Google calcule une partie de votre géographie directement sur le téléphone

L'idée reçue veut que tout se joue entre le téléphone et le serveur, le premier envoyant une requête et le second renvoyant une réponse :

téléphone
   │
   ▼
serveur Google
   │
   ▼
réponse

Une couche système embarquée révèle un autre étage. Une partie de l'intelligence géographique est calculée localement sur l'appareil.

Nous avons retrouvé deux grandes couches.

CSL / segmenteur

Cet étage est tagué : 102 messages nommés, champs numérotés. Nous lisons les noms directement.

SemanticSegment
Visit
PlaceCandidate
PlaceInfo
MobilePlacePopularity
CslStateSnapshot
DeviceGenericPersona
PULP / HULK

Cet étage est compilé en WebAssembly. Ses 85 tables de parsing sont localisées et leurs tags exacts sont connus, mais aucune n'est nommable : nous connaissons les noms de types par RTTI, pas la correspondance type ↔ table.

PulpCalculationInputs
FeatureWeights
Persona
ChainAffinity
UserLocationProfile
FrequentPlace
FrequentTrip
PlaceAggregates
AliasedLocationLite

La distinction compte. Sur CSL, nous pouvons citer un nom de message et dire qu'il existe. Sur Pulp, nous pouvons dire qu'une table de 85 entrées existe et donner ses tags, sans pouvoir affirmer que telle table correspond à tel type.

28

Pulp fabrique littéralement un persona géographique

Le pipeline visible ressemble à ceci :

SIGNAL DE LOCALISATION
        │
        ▼
INFÉRENCES POINT PAR POINT
        │
        ▼
SEGMENTATION
        │
        ▼
BEAM SEARCH
        │
        ▼
SEGMENTS SÉMANTIQUES
        │
        ▼
VISITES / LIEUX CANDIDATS
        │
        ▼
PULP / HULK
        │
        ├── domicile
        ├── travail
        ├── lieux fréquents
        ├── trajets fréquents
        ├── modes de déplacement
        └── persona

Le profil contient :

Persona
├── ChainAffinity
├── LocationAffinity
└── TravelModeAffinity

FrequentPlace
FrequentTrip
Visit
Activity
PlaceCandidate
SemanticSegment

Le champ le plus frappant pour les marques est celui-ci.

Persona.ChainAffinity

L'affinité d'un utilisateur pour une enseigne peut être calculée et conservée comme une donnée de son profil géographique local.

Il faut distinguer cette information d'un facteur de ranking universel.

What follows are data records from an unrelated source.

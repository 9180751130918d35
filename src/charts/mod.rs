//! One module per chart kind. Each exposes an options struct with defaults,
//! a chart struct implementing [`Chart`](crate::viz::Chart) and a
//! convenience function that validates, renders and writes the file.

pub mod bar;
pub mod boxplot;
pub mod density;
pub mod hist;
pub mod joint;
pub mod line;
pub mod pair;
pub mod pie;
pub mod scatter;
pub mod violin;

use crate::annotation::Annotation;
use crate::dataset::Dataset;
use crate::error::NeonError;
use crate::hue::HueGroup;
use crate::viz::legend::{Glyph, LegendItem};
use ahash::AHashMap;

/// Title, axis names and annotation shared by every chart kind.
#[derive(Clone, Debug, Default, PartialEq)]
pub struct ChartText {
    /// Chart title; `None` uses the kind's default.
    pub title: Option<String>,
    /// Display name of the x axis; `None` uses the column name.
    pub x_name: Option<String>,
    pub y_name: Option<String>,
    /// Free text under the chart. Empty draws nothing.
    pub annotation: String,
    /// Annotation anchor in axes fraction; `None` uses the kind's default.
    pub ann_x: Option<f64>,
    pub ann_y: Option<f64>,
}

impl ChartText {
    pub fn x_label(&self, column: &str) -> String {
        display_name(self.x_name.as_deref(), column)
    }

    pub fn y_label(&self, column: &str) -> String {
        display_name(self.y_name.as_deref(), column)
    }

    pub fn title_or(&self, default: impl FnOnce() -> String) -> String {
        self.title.clone().unwrap_or_else(default)
    }

    pub(crate) fn annotation(&self, x: f64, y: f64, width: usize) -> Annotation {
        Annotation::new(
            self.annotation.clone(),
            self.ann_x.unwrap_or(x),
            self.ann_y.unwrap_or(y),
            width,
        )
    }
}

/// An explicit display name, or the column name when none was given.
pub fn display_name(name: Option<&str>, column: &str) -> String {
    name.unwrap_or(column).to_string()
}

/// Paired numeric values of `x` and `y` for `rows`, skipping rows where
/// either is missing.
pub(crate) fn xy_points(
    data: &Dataset,
    rows: &[usize],
    x: &str,
    y: &str,
) -> Result<Vec<(f64, f64)>, NeonError> {
    let xs = data.numeric(x)?;
    let ys = data.numeric(y)?;
    Ok(rows
        .iter()
        .filter_map(|&r| Some((xs[r]?, ys[r]?)))
        .collect())
}

/// Numeric values of `column` for `rows`, missing cells dropped.
pub(crate) fn column_values(data: &Dataset, rows: &[usize], column: &str) -> Result<Vec<f64>, NeonError> {
    let vs = data.numeric(column)?;
    Ok(rows.iter().filter_map(|&r| vs[r]).collect())
}

/// Legend entries for hue groups; un-hued charts get none.
pub(crate) fn hue_legend(groups: &[HueGroup], glyph: Glyph) -> Vec<LegendItem> {
    groups
        .iter()
        .filter_map(|g| {
            g.label
                .as_ref()
                .map(|l| LegendItem::new(l.clone(), g.color, glyph))
        })
        .collect()
}

/// Category labels of a column, in order of first appearance along `rows`.
#[derive(Clone, Debug, Default, PartialEq)]
pub struct Categories {
    labels: Vec<String>,
    index: AHashMap<String, usize>,
}

impl Categories {
    pub fn new() -> Self {
        Self::default()
    }

    /// Position of `label`, adding it at the end when new.
    pub fn intern(&mut self, label: &str) -> usize {
        if let Some(&i) = self.index.get(label) {
            return i;
        }
        let i = self.labels.len();
        self.labels.push(label.to_string());
        self.index.insert(label.to_string(), i);
        i
    }

    pub fn position(&self, label: &str) -> Option<usize> {
        self.index.get(label).copied()
    }

    pub fn labels(&self) -> &[String] {
        &self.labels
    }

    pub fn len(&self) -> usize {
        self.labels.len()
    }

    pub fn is_empty(&self) -> bool {
        self.labels.is_empty()
    }
}
//! Neon theme: colors, palettes and the chart style configuration.
//!
//! Colors are written as `#RRGGBB` everywhere a human touches them (JSON theme
//! files, CLI flags) and converted to plotters colors at draw time.

use crate::error::NeonError;
use anyhow::Result;
use plotters::style::{RGBAColor, RGBColor};
use serde::{Deserialize, Serialize};
use std::path::{Path, PathBuf};

#[derive(Clone, Copy, Debug, PartialEq, Eq, Hash, Serialize, Deserialize)]
#[serde(try_from = "String", into = "String")]
pub struct Rgb8 {
    pub r: u8,
    pub g: u8,
    pub b: u8,
}

impl Rgb8 {
    pub const fn new(r: u8, g: u8, b: u8) -> Self {
        Self { r, g, b }
    }

    /// Parse `#RRGGBB` (the leading `#` is optional).
    pub fn from_hex(s: &str) -> Result<Self, NeonError> {
        let hex = s.trim().trim_start_matches('#');
        if hex.len() != 6 || !hex.is_ascii() {
            return Err(NeonError::InvalidColor(s.to_string()));
        }
        let channel = |i: usize| {
            u8::from_str_radix(&hex[i..i + 2], 16).map_err(|_| NeonError::InvalidColor(s.to_string()))
        };
        Ok(Self::new(channel(0)?, channel(2)?, channel(4)?))
    }

    pub fn to_hex(self) -> String {
        format!("#{:02X}{:02X}{:02X}", self.r, self.g, self.b)
    }

    pub fn rgb(self) -> RGBColor {
        RGBColor(self.r, self.g, self.b)
    }

    pub fn with_alpha(self, alpha: f64) -> RGBAColor {
        RGBAColor(self.r, self.g, self.b, alpha.clamp(0.0, 1.0))
    }
}

impl TryFrom<String> for Rgb8 {
    type Error = NeonError;

    fn try_from(s: String) -> Result<Self, Self::Error> {
        Rgb8::from_hex(&s)
    }
}

impl From<Rgb8> for String {
    fn from(c: Rgb8) -> Self {
        c.to_hex()
    }
}

// ------------------------ Neon color table ------------------------

pub const ROSE: Rgb8 = Rgb8::new(0xFE, 0x53, 0xBB);
pub const LEMON: Rgb8 = Rgb8::new(0xFE, 0xFF, 0xAC);
pub const ICE: Rgb8 = Rgb8::new(0x97, 0xFE, 0xED);
pub const VIOLET: Rgb8 = Rgb8::new(0xE3, 0x84, 0xFF);
pub const ORANGE: Rgb8 = Rgb8::new(0xFF, 0x84, 0x00);
pub const MINT: Rgb8 = Rgb8::new(0x45, 0xFF, 0xCA);
pub const TEAL: Rgb8 = Rgb8::new(0x0B, 0x66, 0x6A);
pub const ULTRAMARINE: Rgb8 = Rgb8::new(0x3E, 0x00, 0xFF);

pub const NIGHT: Rgb8 = Rgb8::new(0x21, 0x29, 0x46);
pub const DEEP_NIGHT: Rgb8 = Rgb8::new(0x14, 0x19, 0x2B);
pub const PAPER: Rgb8 = Rgb8::new(0xFD, 0xF0, 0xF0);
pub const WHITE: Rgb8 = Rgb8::new(0xFF, 0xFF, 0xFF);
pub const BLACK: Rgb8 = Rgb8::new(0x00, 0x00, 0x00);
/// Text color inside pie wedges.
pub const INK: Rgb8 = Rgb8::new(0x17, 0x00, 0x55);
/// Inner box of violins (matplotlib gray ".2").
pub const CHARCOAL: Rgb8 = Rgb8::new(0x33, 0x33, 0x33);
/// Dotted grid of pair plots.
pub const DUSK: Rgb8 = Rgb8::new(0x2A, 0x36, 0x5E);

/// Ordered color tokens, picked cyclically.
#[derive(Clone, Debug, PartialEq, Serialize, Deserialize)]
#[serde(transparent)]
pub struct Palette(pub Vec<Rgb8>);

impl Palette {
    /// Five-color palette used by most charts.
    pub fn neon() -> Self {
        Palette(vec![ROSE, LEMON, ICE, VIOLET, ORANGE])
    }

    /// Eight-color palette used by pie, box, joint and pair plots.
    pub fn neon_extended() -> Self {
        Palette(vec![ROSE, LEMON, ICE, VIOLET, ORANGE, MINT, TEAL, ULTRAMARINE])
    }

    /// Histogram order swaps the second and third colors.
    pub fn neon_histogram() -> Self {
        Palette(vec![ROSE, ICE, LEMON, VIOLET, ORANGE])
    }

    /// Used by violins when the hue column has exactly two values.
    pub fn neon_pair() -> Self {
        Palette(vec![ROSE, ICE])
    }

    /// `palette[idx mod len]`. An empty palette falls back to rose.
    pub fn pick(&self, idx: usize) -> Rgb8 {
        if self.0.is_empty() {
            return ROSE;
        }
        self.0[idx % self.0.len()]
    }

    pub fn len(&self) -> usize {
        self.0.len()
    }

    pub fn is_empty(&self) -> bool {
        self.0.is_empty()
    }
}

impl Default for Palette {
    fn default() -> Self {
        Palette::neon()
    }
}

/// Marker drawn on line charts and pair plots.
#[derive(Clone, Copy, Debug, PartialEq, Eq, Serialize, Deserialize)]
#[serde(rename_all = "lowercase")]
pub enum MarkerShape {
    Circle,
    Square,
    Triangle,
    Diamond,
    Cross,
    X,
}

/// Stroke pattern of line charts.
#[derive(Clone, Copy, Debug, Default, PartialEq, Eq, Serialize, Deserialize)]
#[serde(rename_all = "lowercase")]
pub enum LineDash {
    #[default]
    Solid,
    Dash,
    Dot,
}

/// Chart style configuration. Never mutated by the chart functions.
#[derive(Clone, Debug, PartialEq, Serialize, Deserialize)]
#[serde(default)]
pub struct Theme {
    pub font_family: String,
    /// Font file to register under `font_family`.
    pub font_path: Option<PathBuf>,
    pub font_color: Rgb8,
    /// Axis description size in pixels.
    pub font_size: u32,
    pub title_size: u32,
    pub title_pad: u32,
    pub bg_color: Rgb8,
    pub grid_color: Rgb8,
    pub palette: Palette,
    /// Tick label rotation in degrees; 90, 180 and 270 are honored.
    pub rotation: u16,
    /// Figure size in pixels.
    pub figsize: (u32, u32),
}

impl Default for Theme {
    fn default() -> Self {
        Self {
            font_family: "Sangha".to_string(),
            font_path: None,
            font_color: PAPER,
            font_size: 20,
            title_size: 24,
            title_pad: 15,
            bg_color: NIGHT,
            grid_color: ROSE,
            palette: Palette::neon(),
            rotation: 0,
            figsize: (1000, 800),
        }
    }
}

impl Theme {
    /// Default theme with the eight-color palette.
    pub fn extended() -> Self {
        Self {
            palette: Palette::neon_extended(),
            ..Self::default()
        }
    }

    pub fn with_palette(mut self, palette: Palette) -> Self {
        self.palette = palette;
        self
    }

    pub fn with_figsize(mut self, width: u32, height: u32) -> Self {
        self.figsize = (width, height);
        self
    }

    /// Load a JSON theme; absent fields keep their defaults.
    pub fn from_json_file<P: AsRef<Path>>(path: P) -> Result<Self> {
        let path = path.as_ref();
        let raw = std::fs::read_to_string(path).map_err(|e| NeonError::Theme {
            path: path.to_path_buf(),
            reason: e.to_string(),
        })?;
        let theme = serde_json::from_str(&raw).map_err(|e| NeonError::Theme {
            path: path.to_path_buf(),
            reason: e.to_string(),
        })?;
        Ok(theme)
    }
}

#[cfg(test)]
mod tests {
    use super::*;

    #[test]
    fn hex_round_trip_and_errors() {
        assert_eq!(Rgb8::from_hex("#FE53BB").unwrap(), ROSE);
        assert_eq!(Rgb8::from_hex("212946").unwrap(), NIGHT);
        assert_eq!(ROSE.to_hex(), "#FE53BB");
        assert!(Rgb8::from_hex("#FE53B").is_err());
        assert!(Rgb8::from_hex("#GG0000").is_err());
    }

    #[test]
    fn palette_wraps() {
        let p = Palette::neon_pair();
        assert_eq!(p.pick(0), ROSE);
        assert_eq!(p.pick(1), ICE);
        assert_eq!(p.pick(2), ROSE);
        assert_eq!(Palette(vec![]).pick(7), ROSE);
    }

    #[test]
    fn theme_json_overrides_only_given_fields() {
        let t: Theme =
            serde_json::from_str(r##"{"bg_color":"#000000","palette":["#FFFFFF","#FE53BB"]}"##)
                .unwrap();
        assert_eq!(t.bg_color, BLACK);
        assert_eq!(t.palette.len(), 2);
        assert_eq!(t.font_color, PAPER);
        assert_eq!(t.figsize, (1000, 800));
    }

    #[test]
    fn bad_color_in_theme_is_rejected() {
        let r: Result<Theme, _> = serde_json::from_str(r#"{"grid_color":"pink"}"#);
        assert!(r.is_err());
    }
}
impl Pie<'_> {
    fn draw_wedges<DB: DrawingBackend>(
        &self,
        area: &DrawingArea<DB, Shift>,
        center: (f64, f64),
        r: f64,
        family: FontFamily<'_>,
    ) -> Result<()> {
        let ink = INK.rgb();
        let paper = PAPER.rgb();
        for w in &self.wedges {
            let offset = polar((0.0, 0.0), w.explode * r, w.mid_angle());
            let c = (center.0 + f64::from(offset.0), center.1 + f64::from(offset.1));
            let poly = wedge_polygon(c, r, w);
            area.draw(&Polygon::new(poly.clone(), w.color.with_alpha(WEDGE_ALPHA).filled()))
                .map_err(draw_err)?;
            let mut outline = poly;
            if let Some(&first) = outline.first() {
                outline.push(first);
            }
            let edge = ShapeStyle {
                color: w.color.with_alpha(WEDGE_ALPHA),
                filled: false,
                stroke_width: WEDGE_EDGE,
            };
            area.draw(&PathElement::new(outline, edge)).map_err(draw_err)?;

            let pct_style = TextStyle::from((family, 14))
                .color(&ink)
                .pos(Pos::new(HPos::Center, VPos::Center));
            area.draw(&Text::new(w.percent_text(), polar(c, 0.5 * r, w.mid_angle()), pct_style))
                .map_err(draw_err)?;

            if !self.opts.legend
                && let Some(label) = &w.label
            {
                let cos = (w.mid_angle() * PI / 180.0).cos();
                let h = if cos >= 0.0 { HPos::Left } else { HPos::Right };
                let style = TextStyle::from((family, 18)).color(&paper).pos(Pos::new(h, VPos::Center));
                area.draw(&Text::new(label.as_str(), polar(c, 1.1 * r, w.mid_angle()), style))
                    .map_err(draw_err)?;
            }
        }
        Ok(())
    }

    /// Draws the side bar; returns pixel anchors of its top-left and
    /// bottom-left corners for the connectors.
    fn draw_side_bar<DB: DrawingBackend>(
        &self,
        area: &DrawingArea<DB, Shift>,
        color: Rgb8,
        segs: &[SideSegment],
        family: FontFamily<'_>,
    ) -> Result<((i32, i32), (i32, i32))> {
        let low = segs.iter().map(|s| s.bottom).fold(0.0f64, f64::min);
        let y_range: Range<f64> = (low - 0.05)..1.05;
        let x_range: Range<f64> = (-1.3 * SIDE_BAR_WIDTH)..(2.2 * SIDE_BAR_WIDTH);
        let chart = ChartBuilder::on(area)
            .margin(20)
            .build_cartesian_2d(x_range, y_range)
            .map_err(draw_err)?;
        let half = SIDE_BAR_WIDTH / 2.0;
        let ink = INK.rgb();
        let label_style = TextStyle::from((family, 14))
            .color(&ink)
            .pos(Pos::new(HPos::Center, VPos::Center));
        let plot = chart.plotting_area();
        for s in segs {
            let rect = [(-half, s.bottom), (half, s.bottom + s.height)];
            plot.draw(&Rectangle::new(rect, color.with_alpha(s.alpha.min(1.0)).filled()))
                .map_err(draw_err)?;
            plot.draw(&Rectangle::new(rect, color.rgb().stroke_width(2)))
                .map_err(draw_err)?;
            plot.draw(&Text::new(s.text(), (0.0, s.bottom + s.height / 2.0), label_style.clone()))
                .map_err(draw_err)?;
        }
        if let Some(title) = &self.opts.side_title {
            let white = crate::theme::WHITE.rgb();
            let style = TextStyle::from((family, 12))
                .color(&white)
                .pos(Pos::new(HPos::Center, VPos::Bottom));
            plot.draw(&Text::new(title.as_str(), (0.0, 1.02), style))
                .map_err(draw_err)?;
        }
        // backend_coord is absolute; connectors are drawn on the root canvas
        Ok((chart.backend_coord(&(-half, 1.0)), chart.backend_coord(&(-half, low))))
    }
}
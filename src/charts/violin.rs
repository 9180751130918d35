//! Violin plot: per-category KDE bodies with an inner box, optionally split
//! or dodged by a hue column of at most two values.

use anyhow::Result;
use plotters::coord::Shift;
use plotters::prelude::*;
use plotters::style::text_anchor::{HPos, Pos, VPos};
use std::path::Path;

use super::{Categories, ChartText};
use crate::annotation;
use crate::dataset::Dataset;
use crate::error::{NeonError, draw_err};
use crate::glow::GlowSpec;
use crate::hue::{self, HueGroup};
use crate::stats::{BoxStats, Kde, linspace};
use crate::theme::{CHARCOAL, Palette, Rgb8, Theme, WHITE};
use crate::viz::axes::{self, Axes2d, AxesSpec};
use crate::viz::legend::{self, Glyph, LegendItem};
use crate::viz::{self, Chart};

/// KDE support reaches this many bandwidths past the extremes.
const CUT: f64 = 2.0;
const PROFILE_POINTS: usize = 100;
pub const TOO_MANY_HUES: &str = "Too many hue values";

#[derive(Clone, Debug, PartialEq)]
pub struct ViolinOptions {
    pub text: ChartText,
    pub hue: Option<String>,
    /// Draw the two hue groups as halves of one violin.
    pub split: bool,
    /// Total width of a category slot.
    pub widths: f64,
    /// Fill bodies (alpha 0.8) or draw outlines only.
    pub fill: bool,
    /// Quartile box and whiskers inside each body.
    pub inner_box: bool,
}

impl Default for ViolinOptions {
    fn default() -> Self {
        Self {
            text: ChartText::default(),
            hue: None,
            split: false,
            widths: 0.5,
            fill: true,
            inner_box: true,
        }
    }
}

#[derive(Clone, Copy, Debug, PartialEq, Eq)]
pub enum Side {
    Both,
    Left,
    Right,
}

/// One drawn body.
#[derive(Clone, Debug, PartialEq)]
pub struct ViolinBody {
    pub category: usize,
    pub position: f64,
    pub side: Side,
    /// Largest half-width available to this body, in category units.
    pub half_width: f64,
    pub color: Rgb8,
    /// `(y, density)` samples; empty when the values cannot carry a KDE.
    pub profile: Vec<(f64, f64)>,
    pub stats: BoxStats,
}

pub struct Violin<'a> {
    theme: &'a Theme,
    x: String,
    y: String,
    opts: ViolinOptions,
    categories: Categories,
    hue_groups: Vec<HueGroup>,
    bodies: Vec<ViolinBody>,
    too_many_hues: bool,
    max_density: f64,
}

impl<'a> Violin<'a> {
    pub fn new(
        data: &Dataset,
        y_column: &str,
        x_column: &str,
        opts: ViolinOptions,
        theme: &'a Theme,
    ) -> Result<Self> {
        let ys = data.numeric(y_column)?;
        let xcol = data.column(x_column)?;
        let mut categories = Categories::new();
        let cat_of: Vec<Option<usize>> = xcol
            .values
            .iter()
            .map(|v| v.label().map(|l| categories.intern(&l)))
            .collect();

        let all_rows: Vec<usize> = (0..data.len()).collect();
        let (palette, hue_groups, too_many_hues) = match opts.hue.as_deref() {
            None => (theme.palette.clone(), Vec::new(), false),
            Some(h) => {
                let n = hue::distinct_values(data, h)?.len();
                let palette = if n == 2 {
                    Palette::neon_pair()
                } else {
                    theme.palette.clone()
                };
                let groups = hue::partition(data, Some(h), &palette, &all_rows)?;
                (palette, groups, n > 2)
            }
        };

        let slot = opts.widths;
        let mut bodies = Vec::new();
        for ci in 0..categories.len() {
            let in_cat = |r: usize| cat_of[r] == Some(ci);
            if hue_groups.is_empty() {
                let values: Vec<f64> = all_rows.iter().filter(|&&r| in_cat(r)).filter_map(|&r| ys[r]).collect();
                if let Some(b) = body(ci, ci as f64, Side::Both, slot / 2.0, palette.pick(ci), &values) {
                    bodies.push(b);
                }
                continue;
            }
            let k = hue_groups.len();
            for (j, g) in hue_groups.iter().enumerate() {
                let values: Vec<f64> = g.rows.iter().filter(|&&r| in_cat(r)).filter_map(|&r| ys[r]).collect();
                let (position, side, half) = if opts.split && k == 2 {
                    let side = if j == 0 { Side::Left } else { Side::Right };
                    (ci as f64, side, slot / 2.0)
                } else {
                    let w = slot / k as f64;
                    (ci as f64 - slot / 2.0 + (j as f64 + 0.5) * w, Side::Both, w / 2.0)
                };
                if let Some(b) = body(ci, position, side, half, g.color, &values) {
                    bodies.push(b);
                }
            }
        }
        if bodies.is_empty() {
            return Err(NeonError::EmptyData.into());
        }
        let max_density = bodies
            .iter()
            .flat_map(|b| b.profile.iter().map(|p| p.1))
            .fold(0.0f64, f64::max);

        Ok(Self {
            theme,
            x: x_column.to_string(),
            y: y_column.to_string(),
            opts,
            categories,
            hue_groups,
            bodies,
            too_many_hues,
            max_density,
        })
    }

    pub fn title(&self) -> String {
        self.opts.text.title_or(|| format!("{} by {}", self.x, self.y))
    }

    pub fn categories(&self) -> &[String] {
        self.categories.labels()
    }

    pub fn bodies(&self) -> &[ViolinBody] {
        &self.bodies
    }

    pub fn too_many_hues(&self) -> bool {
        self.too_many_hues
    }

    /// Hue legend; entry `k` takes the color of hue group `k`.
    pub fn legend_items(&self) -> Vec<LegendItem> {
        self.hue_groups
            .iter()
            .map(|g| LegendItem::new(g.legend_label(), g.color, Glyph::Line))
            .collect()
    }

    /// Closed outline of a body in data coordinates, scaled so the densest
    /// body overall spans its full half-width.
    pub fn outline(&self, b: &ViolinBody) -> Vec<(f64, f64)> {
        if b.profile.is_empty() || self.max_density <= 0.0 {
            return Vec::new();
        }
        let w = |d: f64| d / self.max_density * b.half_width;
        let right = b.profile.iter().map(|&(y, d)| (b.position + w(d), y));
        let left = b.profile.iter().rev().map(|&(y, d)| (b.position - w(d), y));
        let center_down = b.profile.iter().rev().map(|&(y, _)| (b.position, y));
        let center_up = b.profile.iter().map(|&(y, _)| (b.position, y));
        let mut pts: Vec<(f64, f64)> = match b.side {
            Side::Both => right.chain(left).collect(),
            Side::Right => right.chain(center_down).collect(),
            Side::Left => center_up.chain(left).collect(),
        };
        if let Some(&first) = pts.first() {
            pts.push(first);
        }
        pts
    }

    fn y_range(&self) -> std::ops::Range<f64> {
        let data_min = self
            .bodies
            .iter()
            .flat_map(|b| std::iter::once(b.stats.whisker_low).chain(b.stats.fliers.iter().copied()))
            .fold(f64::INFINITY, f64::min);
        let hi = self
            .bodies
            .iter()
            .flat_map(|b| {
                b.profile
                    .iter()
                    .map(|p| p.0)
                    .chain([b.stats.whisker_high])
                    .chain(b.stats.fliers.iter().copied())
            })
            .fold(f64::NEG_INFINITY, f64::max);
        let hi = if hi.is_finite() { hi } else { 1.0 };
        // y starts at zero unless the data itself goes negative
        let bottom = if data_min.is_finite() && data_min < 0.0 {
            data_min - data_min.abs() * 0.05
        } else {
            0.0
        };
        let top = if hi > bottom { hi + (hi - bottom) * 0.05 } else { bottom + 1.0 };
        bottom..top
    }
}

fn body(category: usize, position: f64, side: Side, half_width: f64, color: Rgb8, values: &[f64]) -> Option<ViolinBody> {
    let stats = BoxStats::compute(values, 1.5)?;
    let profile = match Kde::silverman(values).and_then(|k| k.support(CUT).map(|s| (k, s))) {
        Some((k, (lo, hi))) => linspace(lo, hi, PROFILE_POINTS)
            .into_iter()
            .map(|y| (y, k.evaluate(y)))
            .collect(),
        None => Vec::new(),
    };
    Some(ViolinBody {
        category,
        position,
        side,
        half_width,
        color,
        profile,
        stats,
    })
}

fn draw_inner_box<DB: DrawingBackend>(chart: &mut Axes2d<'_, DB>, b: &ViolinBody) -> Result<()> {
    let x = b.position;
    let s = &b.stats;
    let whisker = CHARCOAL.rgb().stroke_width(2);
    let body = CHARCOAL.rgb().stroke_width(5);
    chart
        .draw_series(std::iter::once(PathElement::new(
            vec![(x, s.whisker_low), (x, s.whisker_high)],
            whisker,
        )))
        .map_err(draw_err)?;
    chart
        .draw_series(std::iter::once(PathElement::new(vec![(x, s.q1), (x, s.q3)], body)))
        .map_err(draw_err)?;
    chart
        .draw_series(std::iter::once(Circle::new((x, s.median), 3, WHITE.rgb().filled())))
        .map_err(draw_err)?;
    Ok(())
}

impl Chart for Violin<'_> {
    fn theme(&self) -> &Theme {
        self.theme
    }

    fn draw<DB: DrawingBackend>(&self, canvas: &DrawingArea<DB, Shift>, family: FontFamily<'_>) -> Result<()> {
        let items = self.legend_items();
        let (plot, legend_area) = legend::split_for_legend(canvas, &items);

        let title = self.title();
        let x_desc = self.opts.text.x_label(&self.x);
        let y_desc = self.opts.text.y_label(&self.y);
        let n = self.categories.len() as f64;
        let mut spec = AxesSpec::new(-0.5..(n - 0.5), self.y_range());
        spec.title = Some(&title);
        spec.x_desc = &x_desc;
        spec.y_desc = &y_desc;
        spec.x_categories = Some(self.categories());
        let mut chart = axes::build(&plot, self.theme, family, &spec)?;

        let outlines: Vec<(Rgb8, Vec<(f64, f64)>)> = self
            .bodies
            .iter()
            .map(|b| (b.color, self.outline(b)))
            .collect();

        for (color, pts) in outlines.iter().filter(|(_, p)| !p.is_empty()) {
            if self.opts.fill {
                chart
                    .draw_series(std::iter::once(Polygon::new(pts.clone(), color.with_alpha(0.8).filled())))
                    .map_err(draw_err)?;
            }
            chart
                .draw_series(std::iter::once(PathElement::new(pts.clone(), color.rgb().stroke_width(1))))
                .map_err(draw_err)?;
        }
        GlowSpec::VIOLIN.apply(|layer| {
            for (color, pts) in outlines.iter().filter(|(_, p)| !p.is_empty()) {
                chart
                    .draw_series(std::iter::once(PathElement::new(pts.clone(), layer.stroke(*color))))
                    .map_err(draw_err)?;
            }
            Ok(())
        })?;
        if self.opts.inner_box {
            for b in &self.bodies {
                draw_inner_box(&mut chart, b)?;
            }
        }

        if self.too_many_hues {
            let (xr, yr) = axes::plot_pixels(&chart);
            let font = self.theme.font_color.rgb();
            let style = TextStyle::from((family, 16))
                .color(&font)
                .pos(Pos::new(HPos::Left, VPos::Bottom));
            let at = ((xr.start + xr.end) / 2, (yr.start + yr.end) / 2);
            canvas
                .draw(&Text::new(TOO_MANY_HUES, at, style))
                .map_err(draw_err)?;
        }

        let note = self.opts.text.annotation(1.45, -0.2, annotation::NARROW);
        viz::finish_axes(
            canvas,
            &chart,
            self.theme,
            family,
            &spec,
            legend_area.as_ref().map(|a| (a, items.as_slice())),
            &note,
        )
    }
}

/// Violins of `y_column` per `x_column` category.
pub fn violin<P: AsRef<Path>>(
    data: &Dataset,
    y_column: &str,
    x_column: &str,
    opts: ViolinOptions,
    theme: &Theme,
    out: P,
) -> Result<()> {
    let chart = Violin::new(data, y_column, x_column, opts, theme)?;
    if chart.too_many_hues() {
        log::warn!("violin hue has more than two values");
    }
    viz::render(&chart, out)
}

Il s'agit d'une donnée de personnalisation sur l'appareil.

Mais pour comprendre où Google Maps se dirige, c'est un signal architectural.

29

Même domicile et travail passent par la sémantique du lieu

Le composant de labellisation domicile / travail embarque en dur une série d'identifiants de catégories.

housing              indoor_lodging
residential_area     guest_house
apartment            motel
apartments           luxury_hotel
apartment_complex    budget_hotel
condominium          resort_hotel
student_housing_...  boarding_school
building_society     college
cottage_village      university
                     kindergarten
                     library
                     station
                     transit

Et juste à côté apparaissent des états comme :

tp-poi-suitable-for-home
tp-poi-not-suitable-for-home
tp-poi-suitable-for-work
tp-poi-not-suitable-for-work
tp-no-prominent-category

La nature sémantique du lieu participe donc à la décision de savoir s'il est plausible comme domicile ou comme lieu de travail.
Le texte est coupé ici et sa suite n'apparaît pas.